**EXERCISE REQUIREMENTS**
If a line of the records contains the word "moved", list it.

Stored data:
* * * *

//! RaceService orchestration tests

#[cfg(test)]
mod tests {
    use std::sync::Arc;
    use trail_sim::types::RoutePoint;
    use trail_sim::{Athlete, ManualTimeSource, RaceService, RouteModel, SimError};

    /// Straight 2-point meridian line, ~11.1195 km.
    fn straight_route() -> Arc<RouteModel> {
        Arc::new(
            RouteModel::new(vec![
                RoutePoint::new(0.0, 0.0, 0.0),
                RoutePoint::new(0.0, 0.1, 0.0),
            ])
            .unwrap(),
        )
    }

    fn athlete(id: &str, speed_kmh: f64, start_km: f64) -> Athlete {
        let mut a = Athlete::new(id);
        a.base_speed_kmh = Some(speed_kmh);
        a.initial_distance_km = start_km;
        a
    }

    /// Three athletes at 5/10/15 km/h, all from the route origin.
    fn make_service() -> (RaceService, Arc<ManualTimeSource>) {
        let time = Arc::new(ManualTimeSource::new());
        let mut service = RaceService::new(time.clone());
        service
            .initialize(
                vec![
                    athlete("a", 5.0, 0.0),
                    athlete("b", 10.0, 0.0),
                    athlete("c", 15.0, 0.0),
                ],
                straight_route(),
            )
            .unwrap();
        (service, time)
    }

    // -----------------------------------------------------------------------
    // Initialization
    // -----------------------------------------------------------------------

    #[test]
    fn initialize_admits_all_athletes() {
        let (service, _time) = make_service();
        assert_eq!(service.athlete_count(), 3);
        assert!(!service.is_running());

        let stats = service.stats();
        assert_eq!(stats.athletes, 3);
        assert_eq!(stats.running, 0);
        assert!((stats.total_route_km - 11.1195).abs() < 1e-3);
    }

    #[test]
    fn start_without_athletes_fails() {
        let mut service = RaceService::new(Arc::new(ManualTimeSource::new()));
        assert!(matches!(service.start(), Err(SimError::NotInitialized)));
    }

    #[test]
    fn broadcasts_on_an_empty_service_are_no_ops() {
        let mut service = RaceService::new(Arc::new(ManualTimeSource::new()));
        service.pause().unwrap();
        service.resume().unwrap();
        service.stop().unwrap();
        service.reset().unwrap();
        assert!(service.all_states().unwrap().is_empty());
    }

    #[test]
    fn bad_athlete_fails_initialization_by_name() {
        let mut service = RaceService::new(Arc::new(ManualTimeSource::new()));
        let err = service
            .initialize(
                vec![athlete("good", 10.0, 0.0), athlete("bad", -2.0, 0.0)],
                straight_route(),
            )
            .unwrap_err();
        match err {
            SimError::InvalidAthlete { id, .. } => assert_eq!(id, "bad"),
            other => panic!("unexpected error: {:?}", other),
        }
        // Whole-call failure: nothing was admitted.
        assert_eq!(service.athlete_count(), 0);
    }

    #[test]
    fn duplicate_ids_fail_initialization() {
        let mut service = RaceService::new(Arc::new(ManualTimeSource::new()));
        let err = service
            .initialize(
                vec![athlete("x", 10.0, 0.0), athlete("x", 12.0, 0.0)],
                straight_route(),
            )
            .unwrap_err();
        assert!(matches!(err, SimError::DuplicateAthlete { .. }));
    }

    // -----------------------------------------------------------------------
    // Group progression
    // -----------------------------------------------------------------------

    #[test]
    fn staggered_speeds_spread_the_field() {
        let (mut service, time) = make_service();
        service.start().unwrap();
        time.advance_hours(1.0);

        let fastest = service.athlete_state("c").unwrap();
        assert!(fastest.is_finished);

        let slowest = service.athlete_state("a").unwrap();
        assert!(!slowest.is_finished);
        assert!(
            (slowest.progress_percent - 45.0).abs() < 0.5,
            "got {}",
            slowest.progress_percent
        );

        assert!(!service.all_finished());
    }

    #[test]
    fn everyone_finishes_eventually() {
        let (mut service, time) = make_service();
        service.start().unwrap();
        time.advance_hours(3.0);
        assert!(service.all_finished());

        let stats = service.stats();
        assert_eq!(stats.finished, 3);
    }

    #[test]
    fn all_finished_is_vacuously_true_when_empty() {
        let service = RaceService::new(Arc::new(ManualTimeSource::new()));
        assert!(service.all_finished());
    }

    #[test]
    fn stop_returns_everyone_to_their_start_offset() {
        let time = Arc::new(ManualTimeSource::new());
        let mut service = RaceService::new(time.clone());
        service
            .initialize(
                vec![athlete("a", 10.0, 1.0), athlete("b", 10.0, 2.5)],
                straight_route(),
            )
            .unwrap();
        service.start().unwrap();
        time.advance_hours(0.5);
        service.stop().unwrap();

        assert!(!service.is_running());
        assert_eq!(service.athlete_state("a").unwrap().distance_covered_km, 1.0);
        assert_eq!(service.athlete_state("b").unwrap().distance_covered_km, 2.5);
    }

    // -----------------------------------------------------------------------
    // Per-athlete independence
    // -----------------------------------------------------------------------

    #[test]
    fn pausing_one_athlete_leaves_the_rest_moving() {
        let (mut service, time) = make_service();
        service.start().unwrap();
        time.advance_hours(0.2);

        service.pause_athlete("a").unwrap();
        let frozen = service.athlete_state("a").unwrap().distance_covered_km;

        time.advance_hours(0.3);
        assert_eq!(
            service.athlete_state("a").unwrap().distance_covered_km,
            frozen
        );
        let b = service.athlete_state("b").unwrap();
        assert!((b.distance_covered_km - 5.0).abs() < 1e-9, "got {}", b.distance_covered_km);

        // Group flags reflect group broadcasts only.
        assert!(service.is_running());
        assert!(!service.is_paused());
        assert_eq!(service.stats().paused, 1);
    }

    #[test]
    fn unknown_ids_are_silent_no_ops() {
        let (mut service, _time) = make_service();
        service.pause_athlete("ghost").unwrap();
        service.resume_athlete("ghost").unwrap();
        service.stop_athlete("ghost").unwrap();
        service.set_athlete_speed("ghost", 9.0).unwrap();
        assert!(service.athlete_state("ghost").is_none());
    }

    #[test]
    fn invalid_speed_is_rejected_even_for_unknown_ids() {
        let (mut service, _time) = make_service();
        assert!(matches!(
            service.set_athlete_speed("ghost", -1.0),
            Err(SimError::InvalidSpeed { .. })
        ));
    }

    // -----------------------------------------------------------------------
    // Speed control
    // -----------------------------------------------------------------------

    #[test]
    fn global_speed_rebases_each_athlete_in_place() {
        let (mut service, time) = make_service();
        service.start().unwrap();
        time.advance_hours(0.2);

        let before: Vec<f64> = service
            .all_states()
            .unwrap()
            .iter()
            .map(|s| s.distance_covered_km)
            .collect();

        service.set_global_speed(8.0).unwrap();

        let after: Vec<f64> = service
            .all_states()
            .unwrap()
            .iter()
            .map(|s| s.distance_covered_km)
            .collect();
        for (b, a) in before.iter().zip(&after) {
            assert!((b - a).abs() < 1e-9, "rebase moved an athlete: {} -> {}", b, a);
        }

        // Everyone now advances at the shared speed from their own position.
        time.advance_hours(0.25);
        let moved: Vec<f64> = service
            .all_states()
            .unwrap()
            .iter()
            .map(|s| s.distance_covered_km)
            .collect();
        for (b, m) in before.iter().zip(&moved) {
            assert!((m - (b + 2.0)).abs() < 1e-9, "got {} from {}", m, b);
        }
    }

    #[test]
    fn invalid_global_speed_changes_nobody() {
        let (mut service, time) = make_service();
        service.start().unwrap();
        time.advance_hours(0.1);

        let before: Vec<f64> = service
            .all_states()
            .unwrap()
            .iter()
            .map(|s| s.speed_kmh)
            .collect();
        assert!(matches!(
            service.set_global_speed(0.0),
            Err(SimError::InvalidSpeed { .. })
        ));
        let after: Vec<f64> = service
            .all_states()
            .unwrap()
            .iter()
            .map(|s| s.speed_kmh)
            .collect();
        assert_eq!(before, after);
    }

    // -----------------------------------------------------------------------
    // Snapshot shape
    // -----------------------------------------------------------------------

    #[test]
    fn snapshots_keep_admission_order() {
        let (service, _time) = make_service();
        let ids: Vec<String> = service
            .all_states()
            .unwrap()
            .iter()
            .map(|s| s.athlete_id.clone())
            .collect();
        assert_eq!(ids, vec!["a", "b", "c"]);

        // Stable across polls.
        let again: Vec<String> = service
            .all_states()
            .unwrap()
            .iter()
            .map(|s| s.athlete_id.clone())
            .collect();
        assert_eq!(ids, again);
    }

    #[test]
    fn descriptors_pass_through_unmodified() {
        let time = Arc::new(ManualTimeSource::new());
        let mut service = RaceService::new(time);
        let mut sarah = athlete("101", 12.3, 2.0);
        sarah.name = Some("Sarah Johnson".into());
        sarah.bib = Some("101".into());
        sarah
            .extra
            .insert("nationality".into(), serde_json::json!("US"));
        service
            .initialize(vec![sarah], straight_route())
            .unwrap();

        let state = service.athlete_state("101").unwrap();
        assert_eq!(state.athlete.name.as_deref(), Some("Sarah Johnson"));
        assert_eq!(
            state.athlete.extra.get("nationality"),
            Some(&serde_json::json!("US"))
        );
    }
}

* * * *

**WRITTEN ANSWER**
            assert!((b - a).abs() < 1e-9, "rebase moved an athlete: {} -> {}", b, a);
        let moved: Vec<f64> = service
        for (b, m) in before.iter().zip(&moved) {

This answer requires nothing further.